Anybody who wants to clean things up by trying a different antivirus program but booting from the same Windows installation they're trying to clean has no business asking money for their incorrect advice.

Finally - the malware industry (the virus writers) moved away from simplistic childish and destructive behavior long ago. Now they are very sophisticated professional crime networks, which quietly steal your private data and use your computer's resources to further extend their reach. "Randomly deleting stuff" + "Too clever to stamp out" is a very 1995 perspective on malware, and sounds suspiciously like fresh 2009-era BS.

Is there some sort of firewall or "Broadband Gateway" device protecting the network? (Is it even a network?) In the future, you could use OpenDNS as an upstream web filter to help stop the nasty stuff from coming in.
posted by Triode 16 November | 20:50
My son had a problem with his computer at college. I spent about 3 hours this weekend cleaning it up. In his case it was obvious-- every few clicks, something called Cyber Security popped up and said the site he was accessing was infected and gave a link labeled, "To Remove Click Here" or something like that.

I Googled Cyber Security removal and got several suggestions; after reading them I followed the guide at which worked like a charm. The program they recommended to do the dirty work is Malwarebytes' Anti-Malware. When I mentioned this to my other son later on, he said he's been using Malwarebytes' Anti-Malware for sometime.

I guess my point is this: The computer guy thinks there is a virus. Ask him WHY he thinks this.... what evidence is there? Then plug that evidence into Google and see what different geeky forums recommend doing to fix the problem. Just be careful about removal instructions that are on commercial sites; using DIY instructions from forums is my preferred method. You can read what they say about it on the forum and usually the people on those forums keep each other accountable.
posted by Doohickie 16 November | 20:58
Oh... one more thing: The malware loaded at startup, and once started, could not be deleted. Part of the instructions included how to shut the virus program down before running Malwarebytes to remove it. If your IT guy didn't disable the virus before attempting to delete it, it may not be able to be removed from the system.
posted by Doohickie 16 November | 21:00
Re: getting a new IT guy: I have a good pal & former co-worker who does small business IT stuff just like this. I know he's looking for work, even just a few hours, and I expect he will negotiate very friendly rates for a friend of a friend and a non-profit too. He's in Baltimore, but I know he can hop the train to NYC without difficulty. At a guess, he'd recommend Untangle for you.

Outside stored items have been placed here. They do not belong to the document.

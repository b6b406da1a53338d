//! REST endpoints
//!
//! Endpoint types are described here and mounted in create_app(). Each
//! routable method is paired with a handler closure; the dispatcher matches
//! the request against the collected routes and binds the handler arguments.

use super::*;
use regex::Regex;
use rest_binding::extract::{decode_query_value, parse_query};
use rest_binding::{
    Annotation, BeanFactory, BoxError, ContextProviderFactory, MethodDescriptor, ParamDescriptor,
    ReaderFactory, RouteEntry, RouteMetadataCollector, TypeDescriptor, TypeRef, get_arguments,
};
use serde::de::DeserializeOwned;
use serde_json::{Value, json};
use std::sync::Arc;
use tracing::{debug, info, warn};

/// Header carrying the caller name.
pub const USER_HEADER: &str = "X-User";

/// Handles one route. Receives the bound arguments in declaration order.
pub type Handler =
    Arc<dyn Fn(&AppContext, &[Option<Value>]) -> Result<Value, AppError> + Send + Sync>;

// =============================================================================
// Descriptors
// =============================================================================

pub fn interface_rest() -> Arc<TypeDescriptor> {
    TypeDescriptor::interface("InterfaceRest")
        .annotate(Annotation::path("interface"))
        .annotate(Annotation::produces(["application/json"]))
        .method(
            MethodDescriptor::new("echo")
                .returns(TypeRef::string())
                .annotate(Annotation::Get)
                .annotate(Annotation::path("echo"))
                .annotate(Annotation::consumes(["application/json"]))
                .param(ParamDescriptor::new(TypeRef::string()).query("name")),
        )
        .build()
}

pub fn interface_rest_impl() -> Arc<TypeDescriptor> {
    TypeDescriptor::class("InterfaceRestImpl")
        .implements(interface_rest())
        .method(
            MethodDescriptor::new("echo")
                .returns(TypeRef::string())
                .param(ParamDescriptor::new(TypeRef::string())),
        )
        .build()
}

pub fn user_api() -> Arc<TypeDescriptor> {
    TypeDescriptor::interface("UserApi")
        .annotate(Annotation::path("users"))
        .annotate(Annotation::produces(["application/json"]))
        .method(
            MethodDescriptor::new("get")
                .annotate(Annotation::Get)
                .annotate(Annotation::path("{id:[0-9]+}"))
                .param(ParamDescriptor::new(TypeRef::long()).path("id")),
        )
        .method(
            MethodDescriptor::new("list")
                .annotate(Annotation::Get)
                .param(
                    ParamDescriptor::new(TypeRef::integer())
                        .query("limit")
                        .default_value("10"),
                )
                .param(ParamDescriptor::new(TypeRef::named("ListFilter")).bean()),
        )
        .method(
            MethodDescriptor::new("create")
                .annotate(Annotation::Post)
                .annotate(Annotation::consumes(["application/json"]))
                .param(ParamDescriptor::new(TypeRef::named("CreateUserInput"))),
        )
        .method(
            MethodDescriptor::new("me")
                .annotate(Annotation::Get)
                .annotate(Annotation::path("me"))
                .param(ParamDescriptor::new(TypeRef::named("CurrentUser")).context()),
        )
        .build()
}

pub fn user_resource() -> Arc<TypeDescriptor> {
    TypeDescriptor::class("UserResource")
        .implements(user_api())
        .method(MethodDescriptor::new("get").param(ParamDescriptor::new(TypeRef::long())))
        .method(
            MethodDescriptor::new("create")
                .param(ParamDescriptor::new(TypeRef::named("CreateUserInput"))),
        )
        .method(
            MethodDescriptor::new("me").param(ParamDescriptor::new(TypeRef::named("CurrentUser"))),
        )
        .method(
            MethodDescriptor::new("validate_email")
                .param(ParamDescriptor::new(TypeRef::string())),
        )
        .build()
}

pub fn health_resource() -> Arc<TypeDescriptor> {
    TypeDescriptor::class("HealthResource")
        .annotate(Annotation::path("health"))
        .method(MethodDescriptor::new("health").annotate(Annotation::Get))
        .build()
}

// =============================================================================
// Handlers
// =============================================================================

/// Deserialize the bound argument at `index`.
fn arg<T: DeserializeOwned>(args: &[Option<Value>], index: usize) -> Result<Option<T>, AppError> {
    match args.get(index).cloned().flatten() {
        Some(value) => serde_json::from_value(value)
            .map(Some)
            .map_err(|e| AppError::BadRequest(e.to_string())),
        None => Ok(None),
    }
}

fn echo(_ctx: &AppContext, args: &[Option<Value>]) -> Result<Value, AppError> {
    let name: Option<String> = arg(args, 0)?;
    Ok(json!(name))
}

fn get_user(ctx: &AppContext, args: &[Option<Value>]) -> Result<Value, AppError> {
    let id: u64 = arg(args, 0)?.ok_or_else(|| AppError::BadRequest("id".into()))?;
    ctx.db
        .get_user(id)
        .map(|user| json!(user))
        .ok_or_else(|| AppError::NotFound(format!("User {}", id)))
}

fn list_users(ctx: &AppContext, args: &[Option<Value>]) -> Result<Value, AppError> {
    let limit: usize = arg(args, 0)?.unwrap_or(10);
    let filter: ListFilter = arg(args, 1)?.unwrap_or_default();
    Ok(json!(ctx.db.list_users(filter.q.as_deref(), limit)))
}

fn create_user(ctx: &AppContext, args: &[Option<Value>]) -> Result<Value, AppError> {
    let input: CreateUserInput =
        arg(args, 0)?.ok_or_else(|| AppError::BadRequest("Missing request body".into()))?;
    if input.name.trim().is_empty() {
        return Err(AppError::BadRequest("Name cannot be empty".into()));
    }

    ctx.db
        .create_user(&input.name, &input.email)
        .map(|user| json!(user))
        .ok_or_else(|| AppError::BadRequest("User store unavailable".into()))
}

fn me(_ctx: &AppContext, args: &[Option<Value>]) -> Result<Value, AppError> {
    let user: CurrentUser = arg(args, 0)?.ok_or(AppError::Unauthorized)?;
    Ok(json!(user))
}

fn health(_ctx: &AppContext, _args: &[Option<Value>]) -> Result<Value, AppError> {
    Ok(json!(HealthResponse {
        status: "ok".into(),
        version: env!("CARGO_PKG_VERSION").into(),
    }))
}

// =============================================================================
// Dispatch
// =============================================================================

enum Segment {
    Literal(String),
    Param {
        name: String,
        pattern: Option<Regex>,
    },
}

struct Route {
    entry: RouteEntry,
    segments: Vec<Segment>,
    handler: Handler,
}

impl Route {
    fn compile(entry: RouteEntry, handler: Handler) -> Result<Self, regex::Error> {
        let definition = &entry.definition;
        let mut segments = Vec::new();

        for (index, item) in definition.path().split('/').enumerate() {
            let segment = match definition.path_params().iter().find(|p| p.segment == index) {
                Some(param) => Segment::Param {
                    name: param.name.clone(),
                    pattern: param
                        .pattern
                        .as_deref()
                        .map(|p| Regex::new(&format!("^(?:{})$", p)))
                        .transpose()?,
                },
                None => Segment::Literal(item.to_string()),
            };
            segments.push(segment);
        }

        Ok(Self {
            entry,
            segments,
            handler,
        })
    }

    /// Path parameters captured from `path`, or `None` if it does not match.
    fn matches(&self, path: &str) -> Option<Vec<(String, String)>> {
        let items: Vec<&str> = path.split('/').collect();
        if items.len() != self.segments.len() {
            return None;
        }

        let regex_route = self.entry.definition.path_is_regex();
        let mut captures = Vec::new();
        for (index, (segment, item)) in self.segments.iter().zip(items).enumerate() {
            match segment {
                Segment::Literal(literal) if literal == item => {}
                Segment::Literal(_) => return None,
                Segment::Param { name, pattern } => {
                    if item.is_empty() || pattern.as_ref().is_some_and(|p| !p.is_match(item)) {
                        return None;
                    }
                    let key = if regex_route {
                        format!("param{}", index)
                    } else {
                        name.clone()
                    };
                    captures.push((key, item.to_string()));
                }
            }
        }

        Some(captures)
    }
}

/// Collected routes plus the registries used to bind their arguments.
pub struct RestApp {
    context: AppContext,
    collector: RouteMetadataCollector,
    mount_point: Option<String>,
    routes: Vec<Route>,
    readers: ReaderFactory,
    providers: ContextProviderFactory,
    beans: BeanFactory,
}

impl RestApp {
    pub fn new(config: RestConfig) -> Self {
        Self {
            context: AppContext::new(),
            collector: RouteMetadataCollector::new(config.clone()),
            mount_point: None,
            routes: Vec::new(),
            readers: ReaderFactory::new(config.clone()),
            providers: ContextProviderFactory::new(config),
            beans: BeanFactory::new(),
        }
    }

    #[must_use = "This method returns a new RestApp and does not modify self"]
    pub fn with_mount_point(mut self, mount_point: impl Into<String>) -> Self {
        self.mount_point = Some(mount_point.into());
        self
    }

    pub fn context(&self) -> &AppContext {
        &self.context
    }

    pub fn readers(&self) -> &ReaderFactory {
        &self.readers
    }

    pub fn providers(&self) -> &ContextProviderFactory {
        &self.providers
    }

    pub fn beans(&self) -> &BeanFactory {
        &self.beans
    }

    /// Collect the routes of `ty` and pair each routable method with the
    /// handler registered under its name. Methods without a handler are not
    /// mounted.
    pub fn mount(
        &mut self,
        ty: &TypeDescriptor,
        handlers: Vec<(&str, Handler)>,
    ) -> Result<(), ConfigurationError> {
        let table = self.collector.collect(ty)?;

        for entry in table {
            if !entry.definition.is_routable() {
                continue;
            }
            let Some((_, handler)) = handlers.iter().find(|(name, _)| *name == entry.method.name)
            else {
                warn!(route = %entry.definition, method = %entry.method.name, "No handler, route not mounted");
                continue;
            };

            let method = entry.method.name.clone();
            let route = Route::compile(entry, Arc::clone(handler)).map_err(|e| {
                ConfigurationError::new(&ty.name, "Invalid path pattern")
                    .with_method(&method)
                    .with_source(e)
            })?;
            debug!(route = %route.entry.definition, method = %method, "Mounted route");
            self.routes.push(route);
        }

        Ok(())
    }

    /// Mounted routes, in mount order.
    pub fn routes(&self) -> impl Iterator<Item = &RouteEntry> {
        self.routes.iter().map(|r| &r.entry)
    }

    /// Dispatch a request to the first matching route.
    pub fn handle(&self, request: HttpRequest) -> Response {
        let path = request.path().to_string();
        let local = match self.mount_point.as_deref() {
            Some(mount) => match path.strip_prefix(mount) {
                Some(rest) => rest,
                None => return not_found(&path),
            },
            None => path.as_str(),
        };
        info!(method = %request.method(), path = %path, "Dispatching request");

        let found = self.routes.iter().find_map(|route| {
            if route.entry.definition.http_method() != Some(request.method()) {
                return None;
            }
            route.matches(local).map(|captures| (route, captures))
        });
        let Some((route, captures)) = found else {
            return not_found(&path);
        };

        let mut request = captures
            .into_iter()
            .fold(request, |request, (name, value)| request.with_path_param(name, value));
        if let Some(mount) = &self.mount_point {
            request = request.with_mount_point(mount.clone());
        }

        let args = match get_arguments(
            &route.entry.method,
            &route.entry.definition,
            &mut request,
            &self.readers,
            &self.providers,
            &self.beans,
        ) {
            Ok(args) => args,
            Err(e) => {
                warn!(error = %e, "Argument binding failed");
                let status = if e.kind.is_server_error() { 500 } else { 400 };
                return Response::error(status, e.to_details());
            }
        };

        match (route.handler)(&self.context, &args) {
            Ok(body) => Response::ok(body),
            Err(e) => {
                debug!(error = %e, "Handler failed");
                e.into_response()
            }
        }
    }
}

fn not_found(path: &str) -> Response {
    Response::error(
        404,
        json!({ "code": "NOT_FOUND", "message": format!("No route for {}", path) }),
    )
}

// =============================================================================
// App
// =============================================================================

fn handler<F>(f: F) -> Handler
where
    F: Fn(&AppContext, &[Option<Value>]) -> Result<Value, AppError> + Send + Sync + 'static,
{
    Arc::new(f)
}

/// Create the application with all endpoints mounted under `/api`.
pub fn create_app() -> Result<RestApp, ConfigurationError> {
    let mut app = RestApp::new(RestConfig::default()).with_mount_point("/api");

    app.providers().register_for_type(
        "CurrentUser",
        |request: &dyn RequestContext| -> Result<Option<Value>, BoxError> {
            Ok(request.header(USER_HEADER).map(|name| json!({ "name": name })))
        },
    );
    app.beans().register(
        "ListFilter",
        |request: &dyn RequestContext| -> Result<Value, BoxError> {
            let q = request
                .query()
                .and_then(|query| parse_query(query).remove("q"))
                .map(decode_query_value);
            Ok(serde_json::to_value(ListFilter { q })?)
        },
    );

    app.mount(&interface_rest_impl(), vec![("echo", handler(echo))])?;
    app.mount(
        &user_resource(),
        vec![
            ("get", handler(get_user)),
            ("list", handler(list_users)),
            ("create", handler(create_user)),
            ("me", handler(me)),
        ],
    )?;
    app.mount(&health_resource(), vec![("health", handler(health))])?;

    Ok(app)
}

If you'd like to be put in touch, let me know. (and if this is too crassly commercial, I apologize, delete away)
posted by Triode 16 November | 21:07
Get yourself a copy of the UBCD, as Sussuruation advises, attach a USB storage drive, boot up and harvest your files. Then wipe the drive and reinstall everything.
posted by theora55 16 November | 22:39
$196/hr? Sheesh, I knew I was undercharging.
posted by dhartung 16 November | 22:57
Susurration and Triode's suggestions are good but they may not be enough for some variants of the Conficker. I speak from experience. theora55's suggestion "Get yourself a copy of the UBCD, as Sussuruation advises, attach a USB storage drive, boot up and harvest your files. Then wipe the drive and reinstall everything." is right on.

As for $196/hr., I was billed out at $187 for solving enterprise OSI protocol issues.